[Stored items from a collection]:
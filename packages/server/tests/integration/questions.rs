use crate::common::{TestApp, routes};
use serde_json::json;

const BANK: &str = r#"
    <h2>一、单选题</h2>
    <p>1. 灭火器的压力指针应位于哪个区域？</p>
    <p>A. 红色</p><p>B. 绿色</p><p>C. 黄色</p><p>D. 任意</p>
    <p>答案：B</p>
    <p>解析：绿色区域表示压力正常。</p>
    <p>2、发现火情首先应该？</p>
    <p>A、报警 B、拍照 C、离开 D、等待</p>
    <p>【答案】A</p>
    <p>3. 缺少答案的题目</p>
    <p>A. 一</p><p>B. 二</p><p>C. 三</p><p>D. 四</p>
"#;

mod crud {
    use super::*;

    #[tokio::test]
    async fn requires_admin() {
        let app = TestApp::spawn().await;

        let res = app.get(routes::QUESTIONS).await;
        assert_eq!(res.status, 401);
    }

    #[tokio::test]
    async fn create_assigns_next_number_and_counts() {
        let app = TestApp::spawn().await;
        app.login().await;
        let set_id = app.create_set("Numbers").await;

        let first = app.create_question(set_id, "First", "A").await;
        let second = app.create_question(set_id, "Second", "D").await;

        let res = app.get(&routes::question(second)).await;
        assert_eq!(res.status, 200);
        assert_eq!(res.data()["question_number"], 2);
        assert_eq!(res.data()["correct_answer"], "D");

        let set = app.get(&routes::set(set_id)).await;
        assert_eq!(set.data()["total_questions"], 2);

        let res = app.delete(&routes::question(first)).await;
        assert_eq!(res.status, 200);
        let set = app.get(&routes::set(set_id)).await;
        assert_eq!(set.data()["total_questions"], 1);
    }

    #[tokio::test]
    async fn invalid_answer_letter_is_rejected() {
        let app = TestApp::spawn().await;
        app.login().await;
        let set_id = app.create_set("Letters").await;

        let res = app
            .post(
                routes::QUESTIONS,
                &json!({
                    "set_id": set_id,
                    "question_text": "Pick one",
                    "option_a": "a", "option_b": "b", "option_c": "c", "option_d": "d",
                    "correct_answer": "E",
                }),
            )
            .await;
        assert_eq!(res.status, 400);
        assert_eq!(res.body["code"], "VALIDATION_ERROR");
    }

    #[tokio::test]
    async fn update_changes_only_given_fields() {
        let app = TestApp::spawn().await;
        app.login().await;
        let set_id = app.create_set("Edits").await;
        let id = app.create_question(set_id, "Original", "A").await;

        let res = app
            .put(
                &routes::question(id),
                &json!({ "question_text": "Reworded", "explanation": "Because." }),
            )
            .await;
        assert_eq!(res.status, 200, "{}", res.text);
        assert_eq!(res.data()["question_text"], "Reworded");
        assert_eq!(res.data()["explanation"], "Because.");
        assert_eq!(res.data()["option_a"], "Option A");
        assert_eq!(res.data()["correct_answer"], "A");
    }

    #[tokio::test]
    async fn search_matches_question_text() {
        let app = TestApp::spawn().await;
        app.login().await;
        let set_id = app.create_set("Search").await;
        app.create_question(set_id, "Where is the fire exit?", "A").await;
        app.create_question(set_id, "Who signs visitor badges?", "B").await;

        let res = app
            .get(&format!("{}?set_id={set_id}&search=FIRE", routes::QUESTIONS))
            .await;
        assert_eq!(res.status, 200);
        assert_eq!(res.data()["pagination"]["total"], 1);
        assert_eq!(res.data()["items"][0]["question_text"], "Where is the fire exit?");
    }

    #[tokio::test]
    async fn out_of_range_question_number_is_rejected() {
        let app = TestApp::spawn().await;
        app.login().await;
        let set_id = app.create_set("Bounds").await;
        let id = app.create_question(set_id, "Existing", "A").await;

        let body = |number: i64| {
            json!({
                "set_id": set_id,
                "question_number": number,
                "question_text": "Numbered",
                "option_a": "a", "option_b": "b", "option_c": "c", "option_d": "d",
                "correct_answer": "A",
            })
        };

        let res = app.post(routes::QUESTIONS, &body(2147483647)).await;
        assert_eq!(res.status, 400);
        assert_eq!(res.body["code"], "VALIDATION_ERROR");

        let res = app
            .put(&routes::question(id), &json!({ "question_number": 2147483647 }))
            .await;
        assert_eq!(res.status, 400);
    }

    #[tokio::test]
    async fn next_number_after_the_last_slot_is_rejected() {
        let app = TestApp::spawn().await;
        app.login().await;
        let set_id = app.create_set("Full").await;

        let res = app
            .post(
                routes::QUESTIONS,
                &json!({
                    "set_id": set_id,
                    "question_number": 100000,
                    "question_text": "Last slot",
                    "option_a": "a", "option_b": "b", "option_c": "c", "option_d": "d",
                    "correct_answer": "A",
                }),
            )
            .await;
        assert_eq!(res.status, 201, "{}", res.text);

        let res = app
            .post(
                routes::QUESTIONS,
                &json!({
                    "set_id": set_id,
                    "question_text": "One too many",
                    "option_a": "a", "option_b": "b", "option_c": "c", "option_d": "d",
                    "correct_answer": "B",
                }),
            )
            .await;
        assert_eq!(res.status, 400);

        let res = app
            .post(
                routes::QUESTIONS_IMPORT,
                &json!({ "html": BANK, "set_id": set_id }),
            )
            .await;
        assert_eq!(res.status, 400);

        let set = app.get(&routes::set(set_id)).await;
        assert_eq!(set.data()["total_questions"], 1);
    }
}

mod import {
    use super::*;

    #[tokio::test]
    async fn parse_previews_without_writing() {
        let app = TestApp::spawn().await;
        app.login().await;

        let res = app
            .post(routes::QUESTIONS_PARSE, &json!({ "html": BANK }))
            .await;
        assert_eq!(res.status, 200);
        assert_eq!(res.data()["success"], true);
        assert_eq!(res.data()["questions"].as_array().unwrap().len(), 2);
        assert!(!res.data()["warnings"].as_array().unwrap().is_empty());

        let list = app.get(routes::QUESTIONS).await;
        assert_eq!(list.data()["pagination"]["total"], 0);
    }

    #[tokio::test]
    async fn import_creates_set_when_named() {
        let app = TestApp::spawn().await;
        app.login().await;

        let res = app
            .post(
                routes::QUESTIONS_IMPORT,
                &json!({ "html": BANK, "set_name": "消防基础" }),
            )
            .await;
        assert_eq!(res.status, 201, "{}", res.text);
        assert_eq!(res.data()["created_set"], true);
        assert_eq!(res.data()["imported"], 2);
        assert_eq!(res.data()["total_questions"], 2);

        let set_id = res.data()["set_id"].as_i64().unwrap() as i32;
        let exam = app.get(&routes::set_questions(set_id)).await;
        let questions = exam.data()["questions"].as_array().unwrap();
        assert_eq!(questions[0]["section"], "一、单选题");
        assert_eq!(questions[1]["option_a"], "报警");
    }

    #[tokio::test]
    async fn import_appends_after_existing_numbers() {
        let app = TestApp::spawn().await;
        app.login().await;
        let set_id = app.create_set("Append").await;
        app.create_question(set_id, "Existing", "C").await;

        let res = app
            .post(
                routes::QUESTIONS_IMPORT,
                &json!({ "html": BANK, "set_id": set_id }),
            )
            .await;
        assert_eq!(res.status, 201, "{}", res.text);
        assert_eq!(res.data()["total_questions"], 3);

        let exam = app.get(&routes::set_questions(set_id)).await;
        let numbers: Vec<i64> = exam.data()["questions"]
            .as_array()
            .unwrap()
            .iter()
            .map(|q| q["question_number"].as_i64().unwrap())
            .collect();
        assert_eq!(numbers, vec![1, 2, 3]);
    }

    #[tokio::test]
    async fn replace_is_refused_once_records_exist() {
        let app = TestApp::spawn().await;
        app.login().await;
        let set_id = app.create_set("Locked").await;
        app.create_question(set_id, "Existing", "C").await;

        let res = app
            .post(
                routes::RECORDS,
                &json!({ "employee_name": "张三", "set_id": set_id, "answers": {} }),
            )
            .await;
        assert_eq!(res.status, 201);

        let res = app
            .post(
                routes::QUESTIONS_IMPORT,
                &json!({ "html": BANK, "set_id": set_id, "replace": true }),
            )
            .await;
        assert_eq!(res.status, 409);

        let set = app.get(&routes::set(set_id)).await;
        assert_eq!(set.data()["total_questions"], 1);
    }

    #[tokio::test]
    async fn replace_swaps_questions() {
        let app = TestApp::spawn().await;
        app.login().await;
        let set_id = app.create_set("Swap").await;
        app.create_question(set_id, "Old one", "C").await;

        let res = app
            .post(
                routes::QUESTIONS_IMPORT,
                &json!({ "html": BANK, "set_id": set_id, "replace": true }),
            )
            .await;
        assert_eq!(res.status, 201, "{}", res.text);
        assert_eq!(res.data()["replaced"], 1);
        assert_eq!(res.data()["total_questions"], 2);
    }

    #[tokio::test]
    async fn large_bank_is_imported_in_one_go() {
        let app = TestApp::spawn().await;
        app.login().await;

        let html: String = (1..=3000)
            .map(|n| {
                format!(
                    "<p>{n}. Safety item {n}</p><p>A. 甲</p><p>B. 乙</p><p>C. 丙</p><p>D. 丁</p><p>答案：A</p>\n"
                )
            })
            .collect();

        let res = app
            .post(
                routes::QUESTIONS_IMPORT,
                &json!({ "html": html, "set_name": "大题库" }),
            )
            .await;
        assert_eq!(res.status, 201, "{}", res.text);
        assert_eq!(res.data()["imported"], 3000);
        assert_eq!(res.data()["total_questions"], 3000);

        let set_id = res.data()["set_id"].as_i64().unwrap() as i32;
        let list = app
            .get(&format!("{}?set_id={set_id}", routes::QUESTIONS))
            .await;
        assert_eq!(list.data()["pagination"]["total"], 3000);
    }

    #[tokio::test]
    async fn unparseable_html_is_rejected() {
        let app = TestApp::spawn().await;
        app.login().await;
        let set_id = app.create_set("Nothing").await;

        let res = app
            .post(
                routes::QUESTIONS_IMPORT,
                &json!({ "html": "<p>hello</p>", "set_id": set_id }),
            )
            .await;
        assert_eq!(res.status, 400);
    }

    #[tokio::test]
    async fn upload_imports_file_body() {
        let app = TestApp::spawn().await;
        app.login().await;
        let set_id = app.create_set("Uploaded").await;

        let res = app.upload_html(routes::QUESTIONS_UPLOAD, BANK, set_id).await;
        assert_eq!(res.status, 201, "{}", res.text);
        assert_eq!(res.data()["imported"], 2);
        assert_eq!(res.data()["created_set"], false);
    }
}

[PROMPT]:
Write out exactly the lines above between the line with "let html: String = (1..=3000)" and the line with "async fn unparseable_html_is_rejected()", inclusive, and nothing beyond them.

[TASK SOLUTION]:
        let html: String = (1..=3000)
            .map(|n| {
                format!(
                    "<p>{n}. Safety item {n}</p><p>A. 甲</p><p>B. 乙</p><p>C. 丙</p><p>D. 丁</p><p>答案：A</p>\n"
                )
            })
            .collect();

        let res = app
            .post(
                routes::QUESTIONS_IMPORT,
                &json!({ "html": html, "set_name": "大题库" }),
            )
            .await;
        assert_eq!(res.status, 201, "{}", res.text);
        assert_eq!(res.data()["imported"], 3000);
        assert_eq!(res.data()["total_questions"], 3000);

        let set_id = res.data()["set_id"].as_i64().unwrap() as i32;
        let list = app
            .get(&format!("{}?set_id={set_id}", routes::QUESTIONS))
            .await;
        assert_eq!(list.data()["pagination"]["total"], 3000);
    }

    #[tokio::test]
    async fn unparseable_html_is_rejected() {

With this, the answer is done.